▶ [Required action]:
For the records that follow, give the number of lines containing the word "traversal", with no added text.

━━━ Excerpted records

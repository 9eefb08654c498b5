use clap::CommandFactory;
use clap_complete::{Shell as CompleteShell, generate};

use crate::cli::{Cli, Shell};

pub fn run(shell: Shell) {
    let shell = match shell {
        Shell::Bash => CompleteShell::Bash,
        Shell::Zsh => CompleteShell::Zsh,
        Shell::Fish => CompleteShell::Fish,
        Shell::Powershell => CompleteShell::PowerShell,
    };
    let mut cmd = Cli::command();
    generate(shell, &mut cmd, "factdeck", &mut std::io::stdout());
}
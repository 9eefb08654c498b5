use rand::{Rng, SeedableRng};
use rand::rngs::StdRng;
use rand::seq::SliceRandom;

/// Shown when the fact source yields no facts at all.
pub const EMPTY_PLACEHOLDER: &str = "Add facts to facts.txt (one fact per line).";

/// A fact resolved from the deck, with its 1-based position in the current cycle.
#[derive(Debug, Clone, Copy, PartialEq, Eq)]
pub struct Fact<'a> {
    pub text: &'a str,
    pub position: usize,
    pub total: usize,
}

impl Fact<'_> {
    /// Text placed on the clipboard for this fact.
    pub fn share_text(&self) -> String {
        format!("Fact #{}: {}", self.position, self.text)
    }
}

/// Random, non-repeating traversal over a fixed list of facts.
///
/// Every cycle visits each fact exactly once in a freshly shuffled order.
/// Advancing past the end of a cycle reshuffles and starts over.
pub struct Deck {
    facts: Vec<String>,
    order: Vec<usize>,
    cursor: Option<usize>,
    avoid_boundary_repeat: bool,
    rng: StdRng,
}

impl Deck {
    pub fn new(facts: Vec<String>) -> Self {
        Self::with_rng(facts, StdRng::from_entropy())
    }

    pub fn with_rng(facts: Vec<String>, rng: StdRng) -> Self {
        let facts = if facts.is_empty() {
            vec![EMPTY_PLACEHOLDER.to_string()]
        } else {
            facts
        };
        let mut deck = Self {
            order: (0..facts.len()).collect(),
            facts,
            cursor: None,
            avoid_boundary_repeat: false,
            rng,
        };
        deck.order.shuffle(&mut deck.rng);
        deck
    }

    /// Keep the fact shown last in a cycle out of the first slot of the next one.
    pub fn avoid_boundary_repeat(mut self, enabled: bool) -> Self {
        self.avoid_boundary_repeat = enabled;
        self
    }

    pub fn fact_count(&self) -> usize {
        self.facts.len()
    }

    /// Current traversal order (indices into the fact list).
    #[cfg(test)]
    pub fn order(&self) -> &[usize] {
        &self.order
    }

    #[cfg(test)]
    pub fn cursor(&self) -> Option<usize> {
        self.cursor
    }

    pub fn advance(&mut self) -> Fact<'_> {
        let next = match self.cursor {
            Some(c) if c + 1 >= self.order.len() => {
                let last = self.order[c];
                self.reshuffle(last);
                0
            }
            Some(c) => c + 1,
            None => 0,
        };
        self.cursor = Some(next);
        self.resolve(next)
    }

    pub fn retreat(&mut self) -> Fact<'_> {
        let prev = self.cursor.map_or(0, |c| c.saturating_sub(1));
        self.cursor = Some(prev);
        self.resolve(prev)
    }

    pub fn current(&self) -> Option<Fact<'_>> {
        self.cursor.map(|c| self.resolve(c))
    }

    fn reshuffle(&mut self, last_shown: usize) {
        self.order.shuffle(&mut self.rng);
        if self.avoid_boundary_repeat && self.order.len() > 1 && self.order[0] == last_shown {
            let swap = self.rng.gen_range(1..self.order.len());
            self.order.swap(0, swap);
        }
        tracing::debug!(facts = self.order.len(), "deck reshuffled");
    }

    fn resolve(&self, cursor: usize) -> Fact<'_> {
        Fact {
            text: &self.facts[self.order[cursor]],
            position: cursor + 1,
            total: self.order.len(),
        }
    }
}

━━━━━━
━━━ Excerpted records

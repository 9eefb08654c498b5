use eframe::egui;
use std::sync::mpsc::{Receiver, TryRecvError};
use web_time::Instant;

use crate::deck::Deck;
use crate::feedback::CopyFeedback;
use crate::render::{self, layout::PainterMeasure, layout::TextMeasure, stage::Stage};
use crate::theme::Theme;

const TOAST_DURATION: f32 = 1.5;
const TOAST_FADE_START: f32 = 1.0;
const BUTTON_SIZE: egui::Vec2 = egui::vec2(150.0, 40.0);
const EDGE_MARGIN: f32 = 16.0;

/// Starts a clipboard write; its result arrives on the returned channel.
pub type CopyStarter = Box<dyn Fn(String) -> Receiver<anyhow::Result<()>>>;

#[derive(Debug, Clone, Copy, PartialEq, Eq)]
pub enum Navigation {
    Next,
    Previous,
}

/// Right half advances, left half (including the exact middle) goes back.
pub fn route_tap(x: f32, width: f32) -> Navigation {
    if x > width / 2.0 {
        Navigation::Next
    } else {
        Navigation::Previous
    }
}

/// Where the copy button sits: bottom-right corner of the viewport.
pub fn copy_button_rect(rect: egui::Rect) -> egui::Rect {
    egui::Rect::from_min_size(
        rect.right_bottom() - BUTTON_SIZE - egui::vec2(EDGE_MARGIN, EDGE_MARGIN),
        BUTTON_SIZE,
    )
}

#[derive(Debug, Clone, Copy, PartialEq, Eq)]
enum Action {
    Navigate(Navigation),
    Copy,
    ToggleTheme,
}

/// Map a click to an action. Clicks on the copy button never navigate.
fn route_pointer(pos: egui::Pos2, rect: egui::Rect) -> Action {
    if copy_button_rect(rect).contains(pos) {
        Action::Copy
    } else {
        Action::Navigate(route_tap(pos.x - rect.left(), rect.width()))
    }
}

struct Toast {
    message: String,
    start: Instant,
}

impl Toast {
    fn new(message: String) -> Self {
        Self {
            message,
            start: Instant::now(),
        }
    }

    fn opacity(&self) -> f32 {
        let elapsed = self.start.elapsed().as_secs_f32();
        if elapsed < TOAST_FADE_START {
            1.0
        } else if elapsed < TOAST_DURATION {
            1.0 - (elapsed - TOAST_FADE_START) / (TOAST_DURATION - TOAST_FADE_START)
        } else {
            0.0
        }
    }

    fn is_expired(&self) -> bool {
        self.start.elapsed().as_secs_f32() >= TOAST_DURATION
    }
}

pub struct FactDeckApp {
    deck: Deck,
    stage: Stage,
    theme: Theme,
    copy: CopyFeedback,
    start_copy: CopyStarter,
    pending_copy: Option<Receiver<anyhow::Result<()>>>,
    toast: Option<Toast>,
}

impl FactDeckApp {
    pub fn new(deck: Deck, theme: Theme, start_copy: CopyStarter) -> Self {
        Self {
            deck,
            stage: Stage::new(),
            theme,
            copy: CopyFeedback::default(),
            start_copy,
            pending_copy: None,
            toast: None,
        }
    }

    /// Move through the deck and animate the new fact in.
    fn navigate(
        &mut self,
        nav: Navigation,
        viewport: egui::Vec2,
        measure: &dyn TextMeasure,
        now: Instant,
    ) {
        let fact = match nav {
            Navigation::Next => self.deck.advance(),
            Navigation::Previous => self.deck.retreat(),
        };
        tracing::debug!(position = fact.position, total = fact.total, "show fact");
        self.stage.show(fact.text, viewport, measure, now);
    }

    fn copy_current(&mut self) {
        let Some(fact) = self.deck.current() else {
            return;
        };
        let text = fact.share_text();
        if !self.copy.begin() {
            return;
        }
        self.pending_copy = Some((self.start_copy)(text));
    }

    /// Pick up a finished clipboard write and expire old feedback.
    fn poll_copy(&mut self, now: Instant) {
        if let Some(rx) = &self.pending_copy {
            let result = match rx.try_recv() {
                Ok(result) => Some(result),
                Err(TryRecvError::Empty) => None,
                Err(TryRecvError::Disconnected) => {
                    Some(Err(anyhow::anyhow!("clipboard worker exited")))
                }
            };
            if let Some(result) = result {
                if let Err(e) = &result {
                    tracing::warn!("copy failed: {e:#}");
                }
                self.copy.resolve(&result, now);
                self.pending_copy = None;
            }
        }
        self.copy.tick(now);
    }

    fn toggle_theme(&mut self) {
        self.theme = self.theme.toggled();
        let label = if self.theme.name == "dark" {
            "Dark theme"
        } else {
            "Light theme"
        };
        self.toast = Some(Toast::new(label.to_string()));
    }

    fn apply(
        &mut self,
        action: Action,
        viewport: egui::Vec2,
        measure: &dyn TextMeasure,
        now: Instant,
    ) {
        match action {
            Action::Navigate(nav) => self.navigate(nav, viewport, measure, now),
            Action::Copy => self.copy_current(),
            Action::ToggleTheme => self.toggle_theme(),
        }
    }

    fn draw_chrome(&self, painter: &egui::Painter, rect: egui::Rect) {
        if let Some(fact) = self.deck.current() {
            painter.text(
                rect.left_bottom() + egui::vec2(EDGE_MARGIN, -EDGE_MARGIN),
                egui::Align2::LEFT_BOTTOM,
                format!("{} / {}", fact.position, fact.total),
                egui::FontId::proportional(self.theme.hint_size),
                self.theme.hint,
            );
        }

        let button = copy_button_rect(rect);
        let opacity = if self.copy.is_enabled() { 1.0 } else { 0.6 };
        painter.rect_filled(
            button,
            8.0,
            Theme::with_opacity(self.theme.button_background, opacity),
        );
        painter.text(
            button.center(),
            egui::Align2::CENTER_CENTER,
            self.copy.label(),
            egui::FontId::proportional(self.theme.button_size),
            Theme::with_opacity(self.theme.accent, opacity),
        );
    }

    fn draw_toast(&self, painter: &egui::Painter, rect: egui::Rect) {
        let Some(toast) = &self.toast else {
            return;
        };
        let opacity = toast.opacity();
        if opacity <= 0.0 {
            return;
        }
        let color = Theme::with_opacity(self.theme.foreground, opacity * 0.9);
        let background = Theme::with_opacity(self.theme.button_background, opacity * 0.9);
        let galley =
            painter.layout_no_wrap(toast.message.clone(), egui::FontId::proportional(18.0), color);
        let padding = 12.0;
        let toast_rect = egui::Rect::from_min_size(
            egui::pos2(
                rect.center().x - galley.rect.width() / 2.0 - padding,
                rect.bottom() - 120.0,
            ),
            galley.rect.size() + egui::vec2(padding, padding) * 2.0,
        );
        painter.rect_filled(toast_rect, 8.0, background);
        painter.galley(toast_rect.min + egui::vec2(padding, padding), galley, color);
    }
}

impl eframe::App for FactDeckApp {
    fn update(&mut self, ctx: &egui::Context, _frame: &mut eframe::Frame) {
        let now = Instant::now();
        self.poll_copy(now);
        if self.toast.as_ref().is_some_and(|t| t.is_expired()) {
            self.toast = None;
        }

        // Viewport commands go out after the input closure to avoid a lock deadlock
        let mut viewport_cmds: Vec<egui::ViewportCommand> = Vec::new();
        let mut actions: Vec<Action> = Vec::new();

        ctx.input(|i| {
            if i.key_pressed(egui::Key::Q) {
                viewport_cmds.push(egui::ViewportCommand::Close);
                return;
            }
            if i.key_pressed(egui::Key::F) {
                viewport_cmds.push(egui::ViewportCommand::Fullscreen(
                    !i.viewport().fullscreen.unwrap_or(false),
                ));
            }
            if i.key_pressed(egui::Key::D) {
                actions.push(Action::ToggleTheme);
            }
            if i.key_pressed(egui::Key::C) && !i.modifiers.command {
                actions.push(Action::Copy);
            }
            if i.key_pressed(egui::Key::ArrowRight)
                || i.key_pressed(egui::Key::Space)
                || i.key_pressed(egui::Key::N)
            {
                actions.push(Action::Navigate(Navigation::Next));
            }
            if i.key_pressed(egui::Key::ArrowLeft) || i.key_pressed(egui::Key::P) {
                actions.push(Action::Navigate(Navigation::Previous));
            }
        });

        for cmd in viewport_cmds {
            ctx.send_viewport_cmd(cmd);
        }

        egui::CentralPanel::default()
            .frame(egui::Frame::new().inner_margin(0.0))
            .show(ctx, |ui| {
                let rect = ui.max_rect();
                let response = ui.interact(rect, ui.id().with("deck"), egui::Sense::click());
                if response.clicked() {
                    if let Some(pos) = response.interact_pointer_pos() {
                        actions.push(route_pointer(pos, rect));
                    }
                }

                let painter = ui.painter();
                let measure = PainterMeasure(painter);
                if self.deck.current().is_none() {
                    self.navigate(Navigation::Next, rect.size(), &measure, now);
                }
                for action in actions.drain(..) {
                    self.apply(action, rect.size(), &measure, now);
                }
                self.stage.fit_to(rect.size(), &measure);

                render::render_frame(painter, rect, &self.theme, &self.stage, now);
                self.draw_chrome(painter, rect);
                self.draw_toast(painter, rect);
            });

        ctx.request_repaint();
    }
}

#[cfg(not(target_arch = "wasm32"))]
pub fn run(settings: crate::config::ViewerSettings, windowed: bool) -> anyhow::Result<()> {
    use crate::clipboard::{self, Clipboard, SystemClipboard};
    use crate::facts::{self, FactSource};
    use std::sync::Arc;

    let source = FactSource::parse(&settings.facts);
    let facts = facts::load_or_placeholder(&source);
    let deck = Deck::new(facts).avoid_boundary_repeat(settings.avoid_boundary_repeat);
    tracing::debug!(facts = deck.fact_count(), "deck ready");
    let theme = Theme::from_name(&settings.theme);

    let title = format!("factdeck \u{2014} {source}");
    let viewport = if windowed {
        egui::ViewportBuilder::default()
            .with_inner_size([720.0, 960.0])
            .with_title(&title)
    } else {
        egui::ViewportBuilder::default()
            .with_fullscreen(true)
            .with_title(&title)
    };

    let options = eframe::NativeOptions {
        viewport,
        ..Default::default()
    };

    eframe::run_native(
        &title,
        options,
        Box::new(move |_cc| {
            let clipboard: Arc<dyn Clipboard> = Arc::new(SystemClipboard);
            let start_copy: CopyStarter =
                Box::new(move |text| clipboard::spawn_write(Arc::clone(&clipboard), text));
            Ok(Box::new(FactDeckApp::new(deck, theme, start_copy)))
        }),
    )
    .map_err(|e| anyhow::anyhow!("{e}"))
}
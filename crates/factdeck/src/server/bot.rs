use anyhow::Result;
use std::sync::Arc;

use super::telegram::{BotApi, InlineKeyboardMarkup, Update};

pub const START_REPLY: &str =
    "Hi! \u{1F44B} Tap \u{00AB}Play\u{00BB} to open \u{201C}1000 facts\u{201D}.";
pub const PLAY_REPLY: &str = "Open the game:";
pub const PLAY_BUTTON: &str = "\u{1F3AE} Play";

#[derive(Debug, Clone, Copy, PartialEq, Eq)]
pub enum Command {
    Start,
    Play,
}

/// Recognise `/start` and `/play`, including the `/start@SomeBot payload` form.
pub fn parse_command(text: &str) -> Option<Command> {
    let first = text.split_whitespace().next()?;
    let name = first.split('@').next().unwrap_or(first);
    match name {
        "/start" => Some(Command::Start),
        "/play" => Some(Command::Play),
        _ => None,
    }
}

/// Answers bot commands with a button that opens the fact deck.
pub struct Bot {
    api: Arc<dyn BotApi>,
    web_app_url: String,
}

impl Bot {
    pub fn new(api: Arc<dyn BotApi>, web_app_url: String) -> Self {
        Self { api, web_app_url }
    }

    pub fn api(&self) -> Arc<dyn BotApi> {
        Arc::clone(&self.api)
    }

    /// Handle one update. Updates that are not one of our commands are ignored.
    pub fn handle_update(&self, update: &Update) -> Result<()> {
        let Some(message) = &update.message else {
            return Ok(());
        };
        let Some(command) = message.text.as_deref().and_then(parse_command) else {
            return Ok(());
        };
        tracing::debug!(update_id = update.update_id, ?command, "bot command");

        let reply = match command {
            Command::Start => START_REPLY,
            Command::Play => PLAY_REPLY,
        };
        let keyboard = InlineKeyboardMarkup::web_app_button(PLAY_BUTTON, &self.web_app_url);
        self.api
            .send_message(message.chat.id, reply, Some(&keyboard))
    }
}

━━━━━━

▶ [Answer to the problem]:
2